Several elephant ears (Colocasia and Alocasia) offer nearly black leaves, made doubly impressive thanks to their size, with many varieties producing foot-long foliage in one season. These plants must be treated as annuals or wintered indoors in most hardiness zones. Among the dark varieties, favorites include Colocasia esculenta 'Black Magic', 'Diamond Head' and 'Illustris' and Alocasia infernalis 'Kapit', Alocasia plumbea 'Jurassic Dark'.


Some cannas offer dark leaves with a bonus of bright flowers. Good options for dark foliage include Canna 'Australia', which has red flowers, and 'Tropicanna Black', which has orange flowers.


For something unusual, seek out black-leaved cotton, Gossypium herbaceous 'Nigra'. It has matte-black leaves, magenta flowers like little hibiscus and puffy white bolls in late summer.


For shiny dark leaves, see Coprosma 'Cutie' or the easy-to-source 'Black Pearl' ornamental pepper, which adds decorative fruit to the mix in late summer. This matures from bright red to glossy black.

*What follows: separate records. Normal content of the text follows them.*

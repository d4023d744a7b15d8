//! Terminal output formatting
//!
//! Display utilities for the line-oriented mode.

pub mod display;
pub mod formatters;

pub use display::{print_board, print_round_result};
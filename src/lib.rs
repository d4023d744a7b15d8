//! Wordle Game
//!
//! Guess the hidden five-letter word in six rows, with per-letter feedback
//! after every submitted row.
//!
//! # Quick Start
//!
//! ```rust
//! use wordle_game::core::Word;
//! use wordle_game::game::{Event, Game, GameConfig, RoundStatus};
//! use wordle_game::wordlists::FixedWordSource;
//!
//! let source = FixedWordSource::single(Word::new("crane").unwrap());
//! let mut game = Game::new(GameConfig::default(), source);
//!
//! for ch in "CRATE".chars() {
//!     game.apply(Event::Letter(ch));
//! }
//! game.apply(Event::Submit);
//!
//! let snapshot = game.snapshot();
//! assert_eq!(snapshot.status, RoundStatus::Playing);
//! assert_eq!(snapshot.cursor.row, 1);
//! ```

// Core domain types
pub mod core;

// Startup errors
pub mod error;

// Round state machine
pub mod game;

// Dictionary and answer selection
pub mod wordlists;

// Command implementations
pub mod commands;

// Terminal output formatting
pub mod output;

// Interactive TUI interface
pub mod interactive;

A few easy-care succulents have dark leaves. These include Aeonium arboretum 'Zwartkop' (syn. 'Schwarzkopf'), with glossy black rosettes atop twisting stems; and Echeveria 'Black Prince', with dusty black, green-tinged leaves.


Dark purple

For a dramatic space-filling statement, try a big, dark grass like Allan Armitage's Princess series of Pennisetum purpureum. 'Prince' reaches six feet tall, while 'Princess' reaches four feet and offers a deeper purple color. 'Princess Caroline' and 'Princess Molly' are smaller still. 


In a large pot, try the burgundy-leaved four-foot Euphorbia cotinifolia, mixing it with a trail of golden poet's jasmine (Jasminum officinale 'Frojas') and the white-flowering Euphorbia 'Diamond Frost'.)


Hibiscus acetosella is another four-foot burgundy treasure for sunny spots. Its flowers are insignificant, but its maple-like leaves make a great backdrop for lime-leaved coleus or cream-colored dahlias.


Of course, coleus are essential in any discussion of colorful leaves. Outstanding dark varieties include 'Dark Star', 'Blackberry Waffles' and 'Dark Heart', whose colors stay clean and scorch-free even in sun.